- TASK TO CARRY OUT
Check each line below for the word "removed" and give the count alone.

Stored data:
____________
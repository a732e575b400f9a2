//! Read-only status server.

mod handlers;

pub use handlers::*;

use crate::db::Store;
use crate::monitor::MonitorEngine;

use axum::{routing::get, Router};
use std::net::SocketAddr;
use std::sync::Arc;
use tokio_util::sync::CancellationToken;
use tower_http::cors::{Any, CorsLayer};
use tower_http::trace::TraceLayer;

/// Application state shared across handlers.
#[derive(Clone)]
pub struct AppState {
    pub engine: Arc<MonitorEngine>,
    pub store: Arc<Store>,
}

/// Web server exposing current status and history.
pub struct Server {
    port: u16,
    state: AppState,
}

impl Server {
    pub fn new(port: u16, engine: Arc<MonitorEngine>, store: Arc<Store>) -> Self {
        Self {
            port,
            state: AppState { engine, store },
        }
    }

    /// Build the router with all routes.
    fn routes(&self) -> Router {
        routes(self.state.clone())
    }

    /// Serve until `shutdown` fires.
    pub async fn start(
        &self,
        shutdown: CancellationToken,
    ) -> Result<(), Box<dyn std::error::Error + Send + Sync>> {
        let addr = SocketAddr::from(([0, 0, 0, 0], self.port));
        let router = self.routes();

        tracing::info!("Web server listening on {}", addr);

        let listener = tokio::net::TcpListener::bind(addr).await?;
        axum::serve(listener, router)
            .with_graceful_shutdown(shutdown.cancelled_owned())
            .await?;

        Ok(())
    }
}

pub fn routes(state: AppState) -> Router {
    let cors = CorsLayer::new().allow_origin(Any).allow_methods(Any);

    Router::new()
        .route("/", get(handlers::handle_dashboard))
        .route("/api/status", get(handlers::handle_status))
        .route("/api/targets", get(handlers::handle_get_targets))
        .route(
            "/api/targets/{name}/history",
            get(handlers::handle_history),
        )
        .route("/api/alerts", get(handlers::handle_alerts))
        .layer(cors)
        .layer(TraceLayer::new_for_http())
        .with_state(state)
}
//! Retention manager for pruning old check history.

use crate::db::Store;

use chrono::Utc;
use std::sync::Arc;
use std::time::Duration;
use tokio_util::sync::CancellationToken;

/// Deletes check history older than the retention period.
pub struct RetentionManager {
    store: Arc<Store>,
    keep: Duration,
    period: Duration,
}

impl RetentionManager {
    pub fn new(store: Arc<Store>, keep: Duration) -> Self {
        Self {
            store,
            keep,
            period: Duration::from_secs(3600),
        }
    }

    /// Prune every hour until `shutdown` fires.
    pub async fn run(self, shutdown: CancellationToken) {
        let mut interval = tokio::time::interval(self.period);

        loop {
            tokio::select! {
                _ = shutdown.cancelled() => break,
                _ = interval.tick() => {
                    self.process_retention();
                }
            }
        }
    }

    /// Delete everything older than the retention period. Returns rows removed.
    pub fn process_retention(&self) -> usize {
        let keep = match chrono::Duration::from_std(self.keep) {
            Ok(d) => d,
            Err(e) => {
                tracing::error!("RetentionManager: invalid retention {:?}: {}", self.keep, e);
                return 0;
            }
        };

        match self.store.delete_checks_before(Utc::now() - keep) {
            Ok(removed) => {
                if removed > 0 {
                    tracing::info!("RetentionManager: pruned {} check records", removed);
                }
                removed
            }
            Err(e) => {
                tracing::error!("RetentionManager: failed to prune check history: {}", e);
                0
            }
        }
    }
}

#[cfg(test)]
mod tests {
    use super::*;
    use crate::db::CheckLog;
    use crate::probe::ProbeOutcome;
    use tempfile::NamedTempFile;

    #[test]
    fn test_process_retention() {
        let tmp = NamedTempFile::new().unwrap();
        let store = Arc::new(Store::new(tmp.path()).unwrap());

        let mut old = ProbeOutcome::up("site", 200, 1.0);
        old.observed_at = Utc::now() - chrono::Duration::days(10);
        store
            .record_checks(&[
                CheckLog::new("https://site.example", old),
                CheckLog::new("https://site.example", ProbeOutcome::up("site", 200, 2.0)),
            ])
            .unwrap();

        let manager = RetentionManager::new(store.clone(), Duration::from_secs(7 * 24 * 3600));
        assert_eq!(manager.process_retention(), 1);
        assert_eq!(manager.process_retention(), 0);

        let left = store
            .query_history("site", Duration::from_secs(30 * 24 * 3600))
            .unwrap();
        assert_eq!(left.len(), 1);
        assert_eq!(left[0].response_time_ms, Some(2.0));
    }
}
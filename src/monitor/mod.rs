//! Monitoring core: target model, status tracking and the engine that owns them.

mod engine;
mod model;
mod tracker;

pub use engine::*;
pub use model::*;
pub use tracker::*;
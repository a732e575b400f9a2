//! Probe module for website health checks.

mod http;

pub use http::*;

use async_trait::async_trait;
use chrono::{DateTime, Utc};
use serde::{Serialize, Serializer};
use std::fmt;
use std::str::FromStr;
use std::time::Duration;

use crate::monitor::Target;

/// Why a probe was classified unhealthy.
#[derive(Debug, Clone, PartialEq, Eq)]
pub enum FailureReason {
    Timeout,
    ConnectionError,
    StatusMismatch(u16),
    ContentMismatch,
    /// Anything the transport could not classify further.
    Other(String),
}

impl fmt::Display for FailureReason {
    fn fmt(&self, f: &mut fmt::Formatter<'_>) -> fmt::Result {
        match self {
            FailureReason::Timeout => f.write_str("timeout"),
            FailureReason::ConnectionError => f.write_str("connection_error"),
            FailureReason::StatusMismatch(code) => write!(f, "status_mismatch:{}", code),
            FailureReason::ContentMismatch => f.write_str("content_mismatch"),
            FailureReason::Other(msg) => write!(f, "error:{}", msg),
        }
    }
}

impl FromStr for FailureReason {
    type Err = std::convert::Infallible;

    fn from_str(s: &str) -> Result<Self, Self::Err> {
        let reason = match s {
            "timeout" => FailureReason::Timeout,
            "connection_error" => FailureReason::ConnectionError,
            "content_mismatch" => FailureReason::ContentMismatch,
            other => {
                if let Some(code) = other
                    .strip_prefix("status_mismatch:")
                    .and_then(|c| c.parse().ok())
                {
                    FailureReason::StatusMismatch(code)
                } else {
                    let msg = other.strip_prefix("error:").unwrap_or(other);
                    FailureReason::Other(msg.to_string())
                }
            }
        };
        Ok(reason)
    }
}

impl Serialize for FailureReason {
    fn serialize<S: Serializer>(&self, serializer: S) -> Result<S::Ok, S::Error> {
        serializer.collect_str(self)
    }
}

/// The result of a single probe.
#[derive(Debug, Clone, PartialEq, Serialize)]
pub struct ProbeOutcome {
    pub target_name: String,
    pub observed_at: DateTime<Utc>,
    pub healthy: bool,
    pub status_code: Option<u16>,
    pub response_time_ms: Option<f64>,
    pub failure_reason: Option<FailureReason>,
}

impl ProbeOutcome {
    pub fn up(target_name: &str, status_code: u16, response_time_ms: f64) -> Self {
        Self {
            target_name: target_name.to_string(),
            observed_at: Utc::now(),
            healthy: true,
            status_code: Some(status_code),
            response_time_ms: Some(response_time_ms),
            failure_reason: None,
        }
    }

    pub fn down(target_name: &str, reason: FailureReason) -> Self {
        Self {
            target_name: target_name.to_string(),
            observed_at: Utc::now(),
            healthy: false,
            status_code: None,
            response_time_ms: None,
            failure_reason: Some(reason),
        }
    }
}

/// Something that can check a target.
///
/// Implementations never fail: every failure mode is folded into an
/// unhealthy [`ProbeOutcome`].
#[async_trait]
pub trait Prober: Send + Sync {
    async fn probe(&self, target: &Target) -> ProbeOutcome;
}

/// Run a probe after a short random delay.
pub async fn run_probe(prober: &dyn Prober, target: &Target) -> ProbeOutcome {
    // Add jitter to avoid thundering herd
    let jitter = rand::random::<u64>() % 100;
    tokio::time::sleep(Duration::from_millis(jitter)).await;

    prober.probe(target).await
}
//! The monitor engine: target registry plus tracked state.

use std::collections::{BTreeMap, HashMap};
use std::sync::Arc;

use super::model::{StatusSummary, Target, TargetState, TransitionEvent};
use super::tracker::StatusTracker;
use crate::probe::ProbeOutcome;

/// Owns the configured targets and their health state.
#[derive(Debug)]
pub struct MonitorEngine {
    targets: BTreeMap<String, Arc<Target>>,
    tracker: StatusTracker,
}

impl MonitorEngine {
    pub fn new(targets: Vec<Target>, alert_on_baseline_down: bool) -> Self {
        let targets = targets
            .into_iter()
            .map(|t| (t.name.clone(), Arc::new(t)))
            .collect();

        Self {
            targets,
            tracker: StatusTracker::new(alert_on_baseline_down),
        }
    }

    /// Targets ordered by name.
    pub fn targets(&self) -> impl Iterator<Item = &Arc<Target>> {
        self.targets.values()
    }

    pub fn target(&self, name: &str) -> Option<&Arc<Target>> {
        self.targets.get(name)
    }

    pub fn observe(&self, outcome: ProbeOutcome) -> Option<TransitionEvent> {
        self.tracker.observe(outcome)
    }

    /// State of every configured target. Targets not probed yet report `Unknown`.
    pub fn snapshot(&self) -> BTreeMap<String, TargetState> {
        let mut observed: HashMap<String, TargetState> = self.tracker.snapshot();
        self.targets
            .keys()
            .map(|name| (name.clone(), observed.remove(name).unwrap_or_default()))
            .collect()
    }

    pub fn summary(&self) -> StatusSummary {
        summarize(&self.snapshot())
    }
}

/// Summarize a snapshot.
pub fn summarize(snapshot: &BTreeMap<String, TargetState>) -> StatusSummary {
    StatusSummary::from_statuses(snapshot.values().map(|s| s.current_status))
}

#[cfg(test)]
mod tests {
    use super::*;
    use crate::monitor::Status;
    use crate::probe::FailureReason;

    fn engine() -> MonitorEngine {
        MonitorEngine::new(
            vec![
                Target::new("beta", "http://beta.example"),
                Target::new("alpha", "http://alpha.example"),
            ],
            false,
        )
    }

    #[test]
    fn test_snapshot_covers_unprobed_targets() {
        let engine = engine();
        let snapshot = engine.snapshot();
        assert_eq!(snapshot.len(), 2);
        assert!(snapshot.values().all(|s| s.current_status == Status::Unknown));

        let summary = engine.summary();
        assert_eq!(summary.total_count, 2);
        assert_eq!(summary.unknown_count, 2);
        assert_eq!(summary.uptime_percentage, 0.0);
    }

    #[test]
    fn test_summary_one_up_one_down() {
        let engine = engine();
        engine.observe(ProbeOutcome::up("alpha", 200, 10.0));
        engine.observe(ProbeOutcome::down("beta", FailureReason::ConnectionError));

        let summary = engine.summary();
        assert_eq!(summary.total_count, 2);
        assert_eq!(summary.up_count, 1);
        assert_eq!(summary.down_count, 1);
        assert_eq!(summary.uptime_percentage, 50.0);
        assert_eq!(engine.snapshot()["beta"].current_status, Status::Down);
    }

    #[test]
    fn test_targets_sorted_by_name() {
        let engine = engine();
        let names: Vec<_> = engine.targets().map(|t| t.name.as_str()).collect();
        assert_eq!(names, vec!["alpha", "beta"]);
        assert!(engine.target("alpha").is_some());
        assert!(engine.target("gamma").is_none());
    }
}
____________
- SOLUTION TO THE EXERCISE
5